La capacité de l’équipe à décoder avec précision ces cellules de direction de la tête, les éléments constitutifs de la boussole interne du cerveau, montre que ce dernier est capable de se réorienter dans un environnement changeant. Les chercheurs ont également identifié un phénomène qu’ils appellent « gain de réseau » (network gain), qui a permis à la boussole interne du cerveau de se réorienter après que les souris aient été désorientées.
Selon Zaki Ajabi, ancien étudiant de l’université McGill et aujourd’hui chercheur à l’université Harvard :
C’est comme si le cerveau disposait d’un mécanisme pour mettre en œuvre un « bouton de réinitialisation » permettant une réorientation rapide de sa boussole interne dans des situations confuses.
Les chercheurs ont également appris que lorsqu’une souris voit un indice visuel et qu’il disparaît ensuite, ses cellules de direction de la tête gardent la trace de la direction d’où provenait l’indice. Ainsi, ces traces visuelles peuvent contribuer à stabiliser la représentation interne de la direction de la tête, même lorsque des indices visuels fiables sont temporairement absents.
Bien que les animaux de cette étude aient été exposés à des expériences visuelles non naturelles, les auteurs affirment que ce genre de situation s’applique déjà à l’expérience humaine moderne, en particulier avec la diffusion rapide de la technologie de la réalité virtuelle.
Pour Ajabi :
Ces résultats pourraient éventuellement expliquer comment les systèmes de réalité virtuelle peuvent facilement prendre le contrôle de notre sens de l’orientation.

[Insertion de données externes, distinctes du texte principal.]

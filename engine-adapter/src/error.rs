//! Error kinds surfaced through a command's completion slot.

use thiserror::Error;

/// Everything that can go wrong talking to one engine process.
///
/// These map 1:1 onto the per-game error kinds in the error handling design:
/// the enclosing game layer observes them through a command's result and
/// decides whether to retry or resign.
#[derive(Debug, Error)]
pub enum Error {
    /// The adapter has already transitioned to `Dead`; no command is sent.
    #[error("engine adapter is dead")]
    DeadEngine,

    /// The engine replied with a `?` frame. The payload is the engine's own
    /// explanation, verbatim.
    #[error("engine reported failure: {0}")]
    ProtocolFailure(String),

    /// The frame's first non-whitespace byte was neither `=` nor `?`.
    #[error("unexpected engine output: {0}")]
    UnexpectedOutput(String),

    /// Writing to the engine's stdin failed.
    #[error("transport error: {0}")]
    TransportError(#[source] std::io::Error),

    /// The process exited (or stdout hit EOF) while a command was pending.
    #[error("engine process exited while a command was pending")]
    EngineExited,
}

Mais les implications de cette recherche sont encore plus vastes et pourraient s’avérer essentielles pour le traitement des patients atteints de la maladie d’Alzheimer.
Selon Mark Brandon :
L’un des premiers symptômes cognitifs déclarés de la maladie d’Alzheimer est la désorientation et la perte de repères, même dans des environnements familiers.
Les chercheurs espèrent qu’une meilleure compréhension du fonctionnement de la boussole interne du cerveau et du système de navigation permettra une détection plus précoce et une meilleure évaluation des traitements de la maladie d’Alzheimer.
Selon Xue-Xin Wei, coauteur de l’étude, neuroscientifique informatique et professeur adjoint à l’université du Texas à Austin (Etats-Unis) :
Les résultats de cette étude ont incité l’équipe de recherche à développer de nouveaux modèles pour mieux comprendre les mécanismes sous-jacents. Ce travail est un bel exemple de la façon dont les approches expérimentales et informatiques peuvent, ensemble, faire progresser notre compréhension de l’activité cérébrale qui régit le comportement.
Les résultats ont été publiés dans la revue Nature : Population dynamics of head-direction neurons during drift and reorientation et présentée sur le site de l’Université McGill : How the brain’s ‘internal compass’ works.